My third suspicion is methodological in a different way:
3/ As a scientist you learn very early to distrust any results that flatter your beliefs too much. But Clark’s results confirm, if that’s the right word, more than a few of the political opinions he expresses in the article and elsewhere, for example that political and social institutions like the World Bank and International Monetary Fund are “cult centers” basically incapable of helping poor countries. Or this, from an editorial he published in the LA Times: “the rise and decline of economies is beyond the reach of economic policy.”
My last suspicion brings me to the heart of the matter, and the reason why this article struck me as so indirectly fascinating:
4/ Wade treats Clark’s hypothesis as regressive, arguing that it hearkens back to a form of argument made popular by Max Weber:
In saying the answer lies in people’s behavior, he is asking his fellow economic historians to revert to a type of explanation they had mostly abandoned…
But economists have been flirting with biology for years, and I don’t think Wade recognizes the true impetus behind work of this kind.
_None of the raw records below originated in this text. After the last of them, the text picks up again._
//! Course platform collaborator.
//!
//! Self-contained subsystem the shell delegates the Courses window to. The
//! registry tracks that window like any other (taskbar entry, close, focus,
//! stacking) but never materializes its body; rendering and input go
//! straight to this platform.

use std::collections::BTreeSet;

use crossterm::event::{KeyCode, KeyEvent};
use ratatui::layout::Rect;
use ratatui::style::{Modifier, Style};
use ratatui::text::{Line, Span, Text};
use ratatui::widgets::Paragraph;
use serde::Deserialize;
use thiserror::Error;

use crate::theme;
use crate::ui::UiFrame;

const EMBEDDED_CATALOG: &str = include_str!("../../assets/courses.json");

#[derive(Debug, Deserialize)]
pub struct Catalog {
    pub courses: Vec<Course>,
}

#[derive(Debug, Deserialize)]
pub struct Course {
    pub id: String,
    pub name: String,
    pub instructor: String,
    pub level: String,
    pub modules: Vec<Module>,
}

#[derive(Debug, Deserialize)]
pub struct Module {
    pub title: String,
    pub topics: Vec<Topic>,
}

#[derive(Debug, Deserialize)]
pub struct Topic {
    pub id: String,
    pub title: String,
    pub duration: String,
}

#[derive(Debug, Error)]
pub enum CatalogError {
    #[error("course catalog parse error: {0}")]
    Parse(#[from] serde_json::Error),
}

#[derive(Debug, Clone, Copy, PartialEq, Eq)]
enum View {
    /// Course list with a selected row.
    List { selected: usize },
    /// Drill-down into one course; selection runs over its flattened topics.
    Course { course: usize, selected: usize },
}

pub struct CoursePlatform {
    catalog: Result<Catalog, CatalogError>,
    completed: BTreeSet<String>,
    view: View,
}

impl CoursePlatform {
    pub fn new() -> Self {
        Self::from_json(EMBEDDED_CATALOG)
    }

    /// Parse a catalog; failures are kept and surfaced as an in-window
    /// fallback instead of propagating. The window still opens.
    pub fn from_json(raw: &str) -> Self {
        let catalog = serde_json::from_str::<Catalog>(raw).map_err(CatalogError::from);
        if let Err(err) = &catalog {
            tracing::warn!(%err, "course catalog failed to load");
        }
        Self {
            catalog,
            completed: BTreeSet::new(),
            view: View::List { selected: 0 },
        }
    }

    pub fn catalog_ok(&self) -> bool {
        self.catalog.is_ok()
    }

    pub fn is_completed(&self, topic_id: &str) -> bool {
        self.completed.contains(topic_id)
    }

    pub fn toggle_completed(&mut self, topic_id: &str) {
        if !self.completed.remove(topic_id) {
            self.completed.insert(topic_id.to_string());
        }
    }

    /// (completed, total) topics for one course.
    pub fn progress(&self, course: &Course) -> (usize, usize) {
        let mut done = 0;
        let mut total = 0;
        for module in &course.modules {
            for topic in &module.topics {
                total += 1;
                if self.completed.contains(&topic.id) {
                    done += 1;
                }
            }
        }
        (done, total)
    }

    /// Reset transient view state when the hosting window goes away; course
    /// progress survives until the shell exits.
    pub fn window_closed(&mut self) {
        self.view = View::List { selected: 0 };
    }

    pub fn handle_key(&mut self, key: &KeyEvent) -> bool {
        let Ok(catalog) = &self.catalog else {
            return false;
        };
        match self.view {
            View::List { selected } => match key.code {
                KeyCode::Up => {
                    self.view = View::List {
                        selected: selected.saturating_sub(1),
                    };
                    true
                }
                KeyCode::Down => {
                    let last = catalog.courses.len().saturating_sub(1);
                    self.view = View::List {
                        selected: (selected + 1).min(last),
                    };
                    true
                }
                KeyCode::Enter | KeyCode::Right => {
                    if !catalog.courses.is_empty() {
                        self.view = View::Course {
                            course: selected,
                            selected: 0,
                        };
                    }
                    true
                }
                _ => false,
            },
            View::Course { course, selected } => match key.code {
                KeyCode::Up => {
                    self.view = View::Course {
                        course,
                        selected: selected.saturating_sub(1),
                    };
                    true
                }
                KeyCode::Down => {
                    let count = catalog
                        .courses
                        .get(course)
                        .map(|c| c.modules.iter().map(|m| m.topics.len()).sum::<usize>())
                        .unwrap_or(0);
                    self.view = View::Course {
                        course,
                        selected: (selected + 1).min(count.saturating_sub(1)),
                    };
                    true
                }
                KeyCode::Enter | KeyCode::Char(' ') => {
                    let topic_id = catalog.courses.get(course).and_then(|c| {
                        c.modules
                            .iter()
                            .flat_map(|m| m.topics.iter())
                            .nth(selected)
                            .map(|t| t.id.clone())
                    });
                    if let Some(id) = topic_id {
                        self.toggle_completed(&id);
                    }
                    true
                }
                KeyCode::Left | KeyCode::Backspace => {
                    self.view = View::List { selected: course };
                    true
                }
                _ => false,
            },
        }
    }

    pub fn render(&self, frame: &mut UiFrame<'_>, area: Rect, focused: bool) {
        if area.width < 4 || area.height < 2 {
            return;
        }
        frame.fill(area, Style::default().bg(theme::window_bg()));
        let catalog = match &self.catalog {
            Ok(catalog) => catalog,
            Err(err) => {
                let fallback = Text::from(vec![
                    Line::from(Span::styled(
                        "Courses unavailable",
                        Style::default().add_modifier(Modifier::BOLD),
                    )),
                    Line::default(),
                    Line::from("The course catalog failed to load."),
                    Line::from(err.to_string()),
                ]);
                frame.render_widget(
                    Paragraph::new(fallback).style(Style::default().fg(theme::taskbar_fg())),
                    area.inner(ratatui::layout::Margin::new(1, 0)),
                );
                return;
            }
        };

        let text = match self.view {
            View::List { selected } => self.render_list(catalog, selected, focused),
            View::Course { course, selected } => {
                self.render_course(catalog, course, selected, focused)
            }
        };
        frame.render_widget(
            Paragraph::new(text).style(Style::default().fg(theme::taskbar_fg())),
            area.inner(ratatui::layout::Margin::new(1, 0)),
        );
    }

    fn render_list(&self, catalog: &Catalog, selected: usize, focused: bool) -> Text<'static> {
        let mut lines = vec![
            Line::from(Span::styled(
                "Courses",
                Style::default().add_modifier(Modifier::BOLD),
            )),
            Line::default(),
        ];
        for (idx, course) in catalog.courses.iter().enumerate() {
            let (done, total) = self.progress(course);
            let label = format!(
                "{} — {} · {} · {done}/{total}",
                course.name, course.instructor, course.level
            );
            lines.push(selectable_line(label, focused && idx == selected));
        }
        lines.push(Line::default());
        lines.push(Line::from(Span::styled(
            "Enter opens a course",
            Style::default().fg(theme::desktop_fg()),
        )));
        Text::from(lines)
    }

    fn render_course(
        &self,
        catalog: &Catalog,
        course_idx: usize,
        selected: usize,
        focused: bool,
    ) -> Text<'static> {
        let Some(course) = catalog.courses.get(course_idx) else {
            return Text::from("course missing");
        };
        let (done, total) = self.progress(course);
        let mut lines = vec![
            Line::from(Span::styled(
                format!("{} · {done}/{total} complete", course.name),
                Style::default().add_modifier(Modifier::BOLD),
            )),
            Line::default(),
        ];
        let mut row = 0usize;
        for module in &course.modules {
            lines.push(Line::from(Span::styled(
                module.title.clone(),
                Style::default().fg(theme::accent()),
            )));
            for topic in &module.topics {
                let mark = if self.is_completed(&topic.id) { "✔" } else { "·" };
                let label = format!("  {mark} {} ({})", topic.title, topic.duration);
                lines.push(selectable_line(label, focused && row == selected));
                row += 1;
            }
        }
        lines.push(Line::default());
        lines.push(Line::from(Span::styled(
            "Enter toggles completion · Backspace goes back",
            Style::default().fg(theme::desktop_fg()),
        )));
        Text::from(lines)
    }
}

impl Default for CoursePlatform {
    fn default() -> Self {
        Self::new()
    }
}

fn selectable_line(label: String, selected: bool) -> Line<'static> {
    if selected {
        Line::from(Span::styled(
            label,
            Style::default()
                .bg(theme::menu_selected_bg())
                .fg(theme::menu_selected_fg()),
        ))
    } else {
        Line::from(label)
    }
}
In 1977 Gary Becker wrote,
I believe that a more powerful analysis can be developed by joining the [model of] individual rationality of the economist to the [model of] group rationality of the sociobiologist.
If my hunch is right, Clark’s rhetoric—”middle-class values”, “the triumph of capitalism”—is triumphalistic for a reason. Pace Wade, what Clark wants to do is not to go back but to go forward: to give, in the name of “middle-class values,” a biological underpinning to homo economicus (Paul Samuelson’s Max U), the theoretical model at the heart of modern economic theory.
In 1977 as now, homo economicus was nothing more (and nothing less) than a theoretical model that works (if Deirdre McCloskey is right, it is not even that). But translate Clark’s list of values—thrift, prudence, negotiation, and hard work—into economic quantities (savings, utility maximization, efficiency, labor) and you’ve got yourself most of the way toward a working model of capitalism whose grounds are inscribed in our very DNA.
Making cultural constructs seem natural: didn’t Karl Marx have a name for that?